Voici quelques idées pour idées qui peuvent s’inscrire dans les caractéristiques citées plus haut:
- Jouez des clips de musique et de vidéos. Par exemple, j’ai joué un clip du film « From Dusk Till Dawn » (une Nuit en Enfer) une fois pour donner un ambiance alors que tout le monde arrivait à la réunion. Le brief n’était pas en rapport direct mais il y avait jeu de mots, et ça a donné un ton et de l’énergie à la réunion avant même qu’elle démarre.
- Jouez avec des références inattendues. Un milieu d’une présentation autrement assez sérieuse j’ai utilisé des personnages de Disney pour illustrer un propos très clairement, et qui est venu comme une surprise, qui a cassé un peu la routine de la réunion interne.

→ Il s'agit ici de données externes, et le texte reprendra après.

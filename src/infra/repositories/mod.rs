//! Repository layer - Data access abstraction
//!
//! One trait per aggregate with a SeaORM-backed `*Store` implementation.

mod assignment_repository;
mod base;
mod car_repository;
mod driver_repository;
pub(crate) mod entities;
mod manufacturer_repository;

pub use assignment_repository::{AssignmentRepository, AssignmentStore};
pub use car_repository::{CarRepository, CarStore};
pub use driver_repository::{DriverRepository, DriverStore};
pub use manufacturer_repository::{ManufacturerRepository, ManufacturerStore};

#[cfg(any(test, feature = "test-utils"))]
pub use assignment_repository::MockAssignmentRepository;
#[cfg(any(test, feature = "test-utils"))]
pub use car_repository::MockCarRepository;
#[cfg(any(test, feature = "test-utils"))]
pub use driver_repository::MockDriverRepository;
#[cfg(any(test, feature = "test-utils"))]
pub use manufacturer_repository::MockManufacturerRepository;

- Jouez avec des analogies visuelles. Sur un briefing, j’ai utilisé des activités de la routine quotidienne pour illustrer le défi commercial et le message clé à communiquer. Ces quelques images de football and de téléphone mobile n’étaient immédiatement liées au projet en cours, mais cela m’a permis de cadrer les idées transmises dans un contexte à la fois décalé, et qui avait du sens pour tout le monde.
- Jouez avec des accessoires. Parfois, un accessoire physique peut transmettre bien plus que des mots ou des image. Pour un brief dont l’idée centrale tournait autour du bonheur il y a quelques années, j’ai apporté des anti-stress jaunes en smileys que j’ai distribué. Tout le monde à pu jouer avec pendant que je parlais, et instinctivement comprendre le message central visé.

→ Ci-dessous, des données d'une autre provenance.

//! Unit of Work.
//!
//! Centralizes access to the repositories and owns the transaction helper
//! every multi-statement store operation runs through.

use std::future::Future;
use std::pin::Pin;
use std::sync::Arc;

use sea_orm::{DatabaseConnection, DatabaseTransaction, TransactionTrait};

use common::{AppError, AppResult};

use super::repositories::{
    AssignmentRepository, AssignmentStore, CarRepository, CarStore, DriverRepository, DriverStore,
    ManufacturerRepository, ManufacturerStore,
};

/// Repository access for the service layer.
pub trait UnitOfWork: Send + Sync {
    fn manufacturers(&self) -> Arc<dyn ManufacturerRepository>;

    fn cars(&self) -> Arc<dyn CarRepository>;

    fn drivers(&self) -> Arc<dyn DriverRepository>;

    fn assignments(&self) -> Arc<dyn AssignmentRepository>;
}

/// Database-backed UnitOfWork
pub struct Persistence {
    manufacturers: Arc<ManufacturerStore>,
    cars: Arc<CarStore>,
    drivers: Arc<DriverStore>,
    assignments: Arc<AssignmentStore>,
}

impl Persistence {
    pub fn new(db: DatabaseConnection) -> Self {
        Self {
            manufacturers: Arc::new(ManufacturerStore::new(db.clone())),
            cars: Arc::new(CarStore::new(db.clone())),
            drivers: Arc::new(DriverStore::new(db.clone())),
            assignments: Arc::new(AssignmentStore::new(db)),
        }
    }
}

impl UnitOfWork for Persistence {
    fn manufacturers(&self) -> Arc<dyn ManufacturerRepository> {
        self.manufacturers.clone()
    }

    fn cars(&self) -> Arc<dyn CarRepository> {
        self.cars.clone()
    }

    fn drivers(&self) -> Arc<dyn DriverRepository> {
        self.drivers.clone()
    }

    fn assignments(&self) -> Arc<dyn AssignmentRepository> {
        self.assignments.clone()
    }
}

/// Boxed future borrowing the open transaction.
pub type TxFuture<'a, T> = Pin<Box<dyn Future<Output = AppResult<T>> + Send + 'a>>;

/// Run `f` inside a transaction.
///
/// Commits when `f` succeeds, rolls back when it fails.
pub async fn in_transaction<F, T>(db: &DatabaseConnection, f: F) -> AppResult<T>
where
    F: for<'a> FnOnce(&'a DatabaseTransaction) -> TxFuture<'a, T> + Send,
    T: Send,
{
    let txn = db.begin().await.map_err(AppError::from)?;

    match f(&txn).await {
        Ok(result) => {
            txn.commit().await.map_err(AppError::from)?;
            Ok(result)
        }
        Err(e) => {
            if let Err(rollback_err) = txn.rollback().await {
                tracing::error!("Transaction rollback failed: {}", rollback_err);
            }
            Err(e)
        }
    }
}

4. Invitez les autres à jouer avec vous
Même si quelqu’un est techniquement en charge de la présentation, le briefing créatif est un effort collaboratif. Pour un processus plus agile, impliquez les membres de l’équipe dans la préparation. Si j’utilise de la musique par exemple, j’en parle aux responsables commerciaux et au directeur artistique au préalable pour avoir leur aval, et être sûr qu’ils apprécient les idées aussi.
Bien sûr vous n’allez probablement jamais réellement utiliser le mot « jouer » dans tout ce que j’ai décrit, il est possible d’être conscient de la présence de jeu. Demandez aux gens s’ils sont prêts pour le briefing. De petites choses physiques peuvent changer ou créer l’humeur (même si parfois un peu fantaisistes): par exemple, demandez à tout le monde de frapper dans leurs mains une fois pour avoir l’attention de tout le monde, de faire un tour de high fives (ok, c’est peut-être un peu Américain), ou demandez à tout le monde ce qu’ils ont mangé pour le petit déjeuner (une méthode souvent utilisée avant des interviews, pour tester les micros et relaxer l’invité).

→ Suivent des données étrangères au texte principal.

//! Home page statistics.

use async_trait::async_trait;
use serde::{Deserialize, Serialize};
use std::sync::Arc;
use utoipa::ToSchema;

use common::AppResult;
use domain::SessionState;

use crate::infra::UnitOfWork;

/// Fleet totals plus the caller's visit counter
#[derive(Debug, Clone, PartialEq, Eq, Serialize, Deserialize, ToSchema)]
pub struct IndexStats {
    pub num_drivers: u64,
    pub num_cars: u64,
    pub num_manufacturers: u64,
    /// Visits to this page in the caller's session, including this one
    pub num_visits: u64,
}

#[async_trait]
pub trait IndexService: Send + Sync {
    /// Count the fleet and report `session`, whose current visit the
    /// session store has already recorded.
    async fn index(&self, session: SessionState) -> AppResult<IndexStats>;
}

pub struct IndexManager<U: UnitOfWork> {
    uow: Arc<U>,
}

impl<U: UnitOfWork> IndexManager<U> {
    pub fn new(uow: Arc<U>) -> Self {
        Self { uow }
    }
}

#[async_trait]
impl<U: UnitOfWork> IndexService for IndexManager<U> {
    async fn index(&self, session: SessionState) -> AppResult<IndexStats> {
        let drivers = self.uow.drivers();
        let cars = self.uow.cars();
        let manufacturers = self.uow.manufacturers();

        let (num_drivers, num_cars, num_manufacturers) =
            tokio::try_join!(drivers.count(), cars.count(), manufacturers.count())?;

        Ok(IndexStats {
            num_drivers,
            num_cars,
            num_manufacturers,
            num_visits: session.num_visits,
        })
    }
}

#[cfg(test)]
mod tests {
    use super::*;
    use crate::infra::{MockCarRepository, MockDriverRepository, MockManufacturerRepository};
    use crate::services::test_support::TestUnitOfWork;

    fn uow() -> TestUnitOfWork {
        let mut drivers = MockDriverRepository::new();
        drivers.expect_count().returning(|| Ok(3));
        let mut cars = MockCarRepository::new();
        cars.expect_count().returning(|| Ok(5));
        let mut manufacturers = MockManufacturerRepository::new();
        manufacturers.expect_count().returning(|| Ok(2));

        TestUnitOfWork::default()
            .with_drivers(drivers)
            .with_cars(cars)
            .with_manufacturers(manufacturers)
    }

    #[tokio::test]
    async fn test_first_visit_counts_one() {
        let service = IndexManager::new(Arc::new(uow()));

        let session = SessionState::default().visited();
        let stats = service.index(session).await.unwrap();

        assert_eq!(
            stats,
            IndexStats {
                num_drivers: 3,
                num_cars: 5,
                num_manufacturers: 2,
                num_visits: 1,
            }
        );
    }

    #[tokio::test]
    async fn test_reports_session_visits() {
        let service = IndexManager::new(Arc::new(uow()));

        let stats = service
            .index(SessionState { num_visits: 7 })
            .await
            .unwrap();

        assert_eq!(stats.num_visits, 7);
    }
}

Invitez les gens à participer. Faites de la place dans le briefing pour que les gens vous interrompent. Demandez aux gens s’ils ont des exemples ou si les propos leur rappellent quelque chose. S’ils vous arrêtent parce qu’ils avaient une idée liée au sujet en question, tant mieux! C’est probablement un bon signe. Parfois, c’est mieux de garder les questions et commentaires pour la fin en raison gestion du temps. Parfois, c’est approprié, et d’autres fois non. Essayez de vous adapter aux différentes situations en étant agile.
Si vous voyez que les gens ne semblent pas très intéressés, alors il n’y a probablement pas beaucoup de jeu, voire même de vie présente. Autant arrêter de parler et demander ce qui se passe. Sans pour autant être dramatique, demandez simplement ce qui se passe pour et écoutez.
Je traduis ça de l’anglais et je sais que ce n’est peut-être pas culturellement très français, mais je l’ajoute quand même: gardez le sourire.
Si toute l’équipe repart du briefing créatif en étant enthousiaste et en discutant déjà de nouvelles idées, il y a de fortes chances qu’ils soient dans un état d’esprit ludique et la créativité s’en suit.